▶ [INSTRUCTIONS TO FOLLOW] The lines from the first line of the entries through the line containing "for logging only." are to be repeated exactly, with both of those lines included.

▶ [DATA EXTRACT]
----

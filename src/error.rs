//! Custom error types for the budget tracker
//!
//! This module defines the error hierarchy for the application using thiserror
//! for ergonomic error definitions.

use thiserror::Error;

/// The main error type for budget tracker operations
#[derive(Error, Debug)]
pub enum BudgetError {
    /// Non-numeric or out-of-range user input
    #[error("{0}")]
    InvalidInput(String),

    /// Duplicate entity errors. The identifier is kept for logging only.
    #[error("{entity_type} already exists")]
    Duplicate {
        entity_type: &'static str,
        identifier: String,
    },

    /// Entity not found errors
    #[error("{entity_type} not found: {identifier}")]
    NotFound {
        entity_type: &'static str,
        identifier: String,
    },

    /// Persisted state could not be decoded
    #[error("Corrupt persisted state: {0}")]
    CorruptState(String),

    /// Configuration-related errors
    #[error("Configuration error: {0}")]
    Config(String),

    /// File I/O errors
    #[error("I/O error: {0}")]
    Io(String),

    /// JSON serialization/deserialization errors
    #[error("JSON error: {0}")]
    Json(String),

    /// Storage errors
    #[error("Storage error: {0}")]
    Storage(String),
}

impl BudgetError {
    /// Create a "not found" error for categories
    pub fn category_not_found(identifier: impl Into<String>) -> Self {
        Self::NotFound {
            entity_type: "Category",
            identifier: identifier.into(),
        }
    }

    /// Create a "duplicate" error for categories
    pub fn duplicate_category(name: impl Into<String>) -> Self {
        Self::Duplicate {
            entity_type: "Category",
            identifier: name.into(),
        }
    }

    /// Check if this is a "not found" error
    pub fn is_not_found(&self) -> bool {
        matches!(self, Self::NotFound { .. })
    }

    /// Errors the user can fix by changing their input.
    ///
    /// These are reported as warnings and never change state.
    pub fn is_recoverable(&self) -> bool {
        matches!(self, Self::InvalidInput(_) | Self::Duplicate { .. })
    }
}

impl From<std::io::Error> for BudgetError {
    fn from(err: std::io::Error) -> Self {
        Self::Io(err.to_string())
    }
}

impl From<serde_json::Error> for BudgetError {
    fn from(err: serde_json::Error) -> Self {
        Self::Json(err.to_string())
    }
}

/// Result type alias for budget tracker operations
pub type BudgetResult<T> = Result<T, BudgetError>;

#[cfg(test)]
mod tests {
    use super::*;

    #[test]
    fn test_error_display() {
        let err = BudgetError::Config("test error".into());
        assert_eq!(err.to_string(), "Configuration error: test error");
    }

    #[test]
    fn test_invalid_input_displays_message_only() {
        let err = BudgetError::InvalidInput("Please enter a valid income amount".into());
        assert_eq!(err.to_string(), "Please enter a valid income amount");
        assert!(err.is_recoverable());
    }

    #[test]
    fn test_duplicate_error() {
        let err = BudgetError::duplicate_category("Food");
        assert_eq!(err.to_string(), "Category already exists");
        assert!(err.is_recoverable());
        assert!(!err.is_not_found());
    }

    #[test]
    fn test_not_found_error() {
        let err = BudgetError::category_not_found("cat-42");
        assert_eq!(err.to_string(), "Category not found: cat-42");
        assert!(err.is_not_found());
        assert!(!err.is_recoverable());
    }

    #[test]
    fn test_from_io_error() {
        let io_err = std::io::Error::new(std::io::ErrorKind::NotFound, "file not found");
        let budget_err: BudgetError = io_err.into();
        assert!(matches!(budget_err, BudgetError::Io(_)));
        assert!(!budget_err.is_recoverable());
    }
}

----

▶ [RESPONSE TO THIS EXERCISE]
filename src/error.rs
//! Custom error types for the budget tracker
//!
//! This module defines the error hierarchy for the application using thiserror
//! for ergonomic error definitions.

use thiserror::Error;

/// The main error type for budget tracker operations
#[derive(Error, Debug)]
pub enum BudgetError {
    /// Non-numeric or out-of-range user input
    #[error("{0}")]
    InvalidInput(String),

    /// Duplicate entity errors. The identifier is kept for logging only.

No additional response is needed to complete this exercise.